當然準確定義的需求也有大有小,有同樣水平確證數據的假說在不同適應癥開發的風險與成本也千差萬別。比如CAPS和阿爾茨海默癥都與NLRP3過度活躍有關,但前者的受眾人群很小、但開發成本和風險也比AD小很多。
Blumhouse的模式就是盡管有一個對某個社會問題的深刻見解但也只用相對簡單的恐怖片方式用最低成本去講這個故事,雖然不會產生一億美元以上的重磅電影、但也不會有重磅失誤。相當于拿到一個NLRP3抑制劑只做CAPS而放棄AD這樣的大市場。
有人說你好不容易找到一個對社會問題的深刻見解(相當于制藥一個優質靶點藥物)為何不推廣到更多觀眾接受的類型(擴大到更多、更大適應癥)呢?一是因為電影界的優質見解比制藥界的優質靶點可能更容易得到,二是前面說的“nobody knows anything”效應。IL-1抗體雖然治療CAPS有效,但向更大適應癥痛風、肺癌擴張都以失敗告終。當年Vioxx因為向前列腺癌擴張還惹來殺身之禍,導致撤市、失去了關節炎這個大標簽。

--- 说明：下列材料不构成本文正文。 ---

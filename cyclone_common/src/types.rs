//! Operator-tunable motion parameters and device identity.
//!
//! - `PeriodicConfig` - Base values and jitter bands of the periodic oscillator
//! - `PeriodicField` - One adjustable field, used by live edits
//! - `DeviceId` - Address + write characteristic of the actuator

use crate::config::ConfigError;
use crate::consts::{
    DEFAULT_BASE_PERIOD_STEPS, DEVICE_ADDRESS, MAX_PERIOD_JITTER, MAX_PERIOD_STEPS, MAX_SPEED,
    MAX_SPEED_JITTER, MIN_PERIOD_STEPS, WRITE_CHARACTERISTIC_UUID,
};
use serde::{Deserialize, Serialize};
use std::fmt;

fn default_base_period_steps() -> u32 {
    DEFAULT_BASE_PERIOD_STEPS
}

/// Periodic oscillator configuration.
///
/// Owned by the presentation side and read by the engine on every tick.
///
/// # TOML Example
///
/// ```toml
/// [periodic]
/// base_speed = 50
/// speed_jitter = 5
/// base_period_steps = 10
/// period_jitter = 2
/// ```
#[derive(Debug, Clone, Copy, PartialEq, Eq, Serialize, Deserialize)]
pub struct PeriodicConfig {
    /// Base speed, `0..=100`.
    #[serde(default)]
    pub base_speed: u8,

    /// Speed jitter magnitude (±), `0..=50`.
    #[serde(default)]
    pub speed_jitter: u8,

    /// Ticks between reversals, `1..=200`.
    #[serde(default = "default_base_period_steps")]
    pub base_period_steps: u32,

    /// Reversal period jitter magnitude (± ticks), `0..=100`.
    #[serde(default)]
    pub period_jitter: u32,
}

impl Default for PeriodicConfig {
    fn default() -> Self {
        Self {
            base_speed: 0,
            speed_jitter: 0,
            base_period_steps: DEFAULT_BASE_PERIOD_STEPS,
            period_jitter: 0,
        }
    }
}

impl PeriodicConfig {
    /// Copy with every field forced into its permitted range.
    pub fn clamped(self) -> Self {
        Self {
            base_speed: self.base_speed.min(MAX_SPEED),
            speed_jitter: self.speed_jitter.min(MAX_SPEED_JITTER),
            base_period_steps: self
                .base_period_steps
                .clamp(MIN_PERIOD_STEPS, MAX_PERIOD_STEPS),
            period_jitter: self.period_jitter.min(MAX_PERIOD_JITTER),
        }
    }

    /// Validate ranges.
    ///
    /// # Errors
    /// Returns `ConfigError::ValidationError` naming the first offending field.
    pub fn validate(&self) -> Result<(), ConfigError> {
        if self.base_speed > MAX_SPEED {
            return Err(ConfigError::ValidationError(format!(
                "periodic.base_speed {} exceeds {}",
                self.base_speed, MAX_SPEED
            )));
        }
        if self.speed_jitter > MAX_SPEED_JITTER {
            return Err(ConfigError::ValidationError(format!(
                "periodic.speed_jitter {} exceeds {}",
                self.speed_jitter, MAX_SPEED_JITTER
            )));
        }
        if !(MIN_PERIOD_STEPS..=MAX_PERIOD_STEPS).contains(&self.base_period_steps) {
            return Err(ConfigError::ValidationError(format!(
                "periodic.base_period_steps {} outside {}..={}",
                self.base_period_steps, MIN_PERIOD_STEPS, MAX_PERIOD_STEPS
            )));
        }
        if self.period_jitter > MAX_PERIOD_JITTER {
            return Err(ConfigError::ValidationError(format!(
                "periodic.period_jitter {} exceeds {}",
                self.period_jitter, MAX_PERIOD_JITTER
            )));
        }
        Ok(())
    }

    /// Apply a live edit, clamping the value into range.
    pub fn apply(&mut self, field: PeriodicField, value: u32) {
        let value_u8 = value.min(u8::MAX as u32) as u8;
        match field {
            PeriodicField::BaseSpeed => self.base_speed = value_u8,
            PeriodicField::SpeedJitter => self.speed_jitter = value_u8,
            PeriodicField::BasePeriodSteps => self.base_period_steps = value,
            PeriodicField::PeriodJitter => self.period_jitter = value,
        }
        *self = self.clamped();
    }
}

/// An adjustable `PeriodicConfig` field.
#[derive(Debug, Clone, Copy, PartialEq, Eq, Hash)]
pub enum PeriodicField {
    /// `base_speed`
    BaseSpeed,
    /// `speed_jitter`
    SpeedJitter,
    /// `base_period_steps`
    BasePeriodSteps,
    /// `period_jitter`
    PeriodJitter,
}

impl fmt::Display for PeriodicField {
    fn fmt(&self, f: &mut fmt::Formatter<'_>) -> fmt::Result {
        f.write_str(match self {
            Self::BaseSpeed => "base speed",
            Self::SpeedJitter => "speed jitter",
            Self::BasePeriodSteps => "reversal period",
            Self::PeriodJitter => "period jitter",
        })
    }
}

/// Identity of the actuator on the radio link.
#[derive(Debug, Clone, PartialEq, Eq, Hash)]
pub struct DeviceId {
    /// Radio address.
    pub address: String,
    /// Characteristic receiving command packets.
    pub write_characteristic: String,
}

impl DeviceId {
    /// Identity with a custom address and the standard write characteristic.
    pub fn with_address(address: impl Into<String>) -> Self {
        Self {
            address: address.into(),
            write_characteristic: WRITE_CHARACTERISTIC_UUID.to_string(),
        }
    }
}

impl Default for DeviceId {
    fn default() -> Self {
        Self::with_address(DEVICE_ADDRESS)
    }
}

impl fmt::Display for DeviceId {
    fn fmt(&self, f: &mut fmt::Formatter<'_>) -> fmt::Result {
        f.write_str(&self.address)
    }
}
//! Operator console command parser.
//!
//! One command per line. A blank line toggles the running mode, matching the
//! single start/stop button of the panel.

use cyclone_common::types::PeriodicField;
use std::str::FromStr;
use thiserror::Error;

/// Command text shown by `help`.
pub const HELP: &str = "\
commands:
  connect | c          connect to the actuator
  disconnect | d       stop and disconnect
  <enter> | toggle | t start/stop the mode
  start | stop         start or stop the mode
  speed N              base speed (0-100)
  jitter N             speed jitter (0-50)
  period N             ticks between reversals (1-200)
  pjitter N            reversal period jitter (0-100)
  status               show session and settings
  help | h | ?         this text
  quit | q             stop, disconnect and exit";

/// A parsed operator command.
#[derive(Debug, Clone, Copy, PartialEq, Eq)]
pub enum OperatorCommand {
    /// Open the session.
    Connect,
    /// Close the session.
    Disconnect,
    /// Start the mode if idle, stop it if running.
    Toggle,
    /// Start the mode.
    Start,
    /// Stop the mode.
    Stop,
    /// Adjust a periodic setting.
    Set(PeriodicField, u32),
    /// Print session and settings.
    Status,
    /// Print command help.
    Help,
    /// Stop, disconnect and exit.
    Quit,
}

/// Console input errors.
#[derive(Debug, Clone, PartialEq, Eq, Error)]
pub enum InputError {
    /// Unrecognized command word.
    #[error("unknown command '{0}' (type 'help')")]
    Unknown(String),

    /// Setting command without a value.
    #[error("'{0}' needs a value")]
    MissingValue(&'static str),

    /// Value is not a non-negative integer.
    #[error("invalid value '{value}' for '{command}'")]
    InvalidValue {
        /// Command word.
        command: &'static str,
        /// Offending text.
        value: String,
    },

    /// Extra words after a complete command.
    #[error("unexpected argument '{0}'")]
    UnexpectedArgument(String),
}

impl FromStr for OperatorCommand {
    type Err = InputError;

    fn from_str(line: &str) -> Result<Self, Self::Err> {
        let mut words = line.split_whitespace();
        let Some(word) = words.next() else {
            return Ok(Self::Toggle);
        };
        let lowered = word.to_ascii_lowercase();

        let field = match lowered.as_str() {
            "speed" => Some(("speed", PeriodicField::BaseSpeed)),
            "jitter" => Some(("jitter", PeriodicField::SpeedJitter)),
            "period" => Some(("period", PeriodicField::BasePeriodSteps)),
            "pjitter" => Some(("pjitter", PeriodicField::PeriodJitter)),
            _ => None,
        };

        let command = if let Some((name, field)) = field {
            let raw = words.next().ok_or(InputError::MissingValue(name))?;
            let value = raw.parse::<u32>().map_err(|_| InputError::InvalidValue {
                command: name,
                value: raw.to_string(),
            })?;
            Self::Set(field, value)
        } else {
            match lowered.as_str() {
                "connect" | "c" => Self::Connect,
                "disconnect" | "d" => Self::Disconnect,
                "toggle" | "t" => Self::Toggle,
                "start" => Self::Start,
                "stop" => Self::Stop,
                "status" | "s" => Self::Status,
                "help" | "h" | "?" => Self::Help,
                "quit" | "q" | "exit" => Self::Quit,
                _ => return Err(InputError::Unknown(word.to_string())),
            }
        };

        match words.next() {
            Some(extra) => Err(InputError::UnexpectedArgument(extra.to_string())),
            None => Ok(command),
        }
    }
}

Blumhouse的模式制藥業是能找到影子的,其實10年前制藥業從傳統的重磅模式向現在專科藥的轉型就是一個集體向這個模式靠攏的行動。15年前諾華CSO Fisherman提出的基于通路藥物發現模式也是用一個低成本適應癥驗證一個假說(相當于用一個小制作看看觀眾是否認同你的解讀)、但保留向大適應癥擴展的選擇。
羅氏治療復發性(RRMS)和原發進展性(PPMS)硬化癥的Ocrevus則是用一個低風險成熟藥物美羅華在二期臨床做了一個概念驗證,然后推出專利期更長的Ocrevus。老藥新用也是一個以低成本、低風險換取可觀回報的模式,但前提和Blumhouse的成功一樣要求你有足夠的創造力。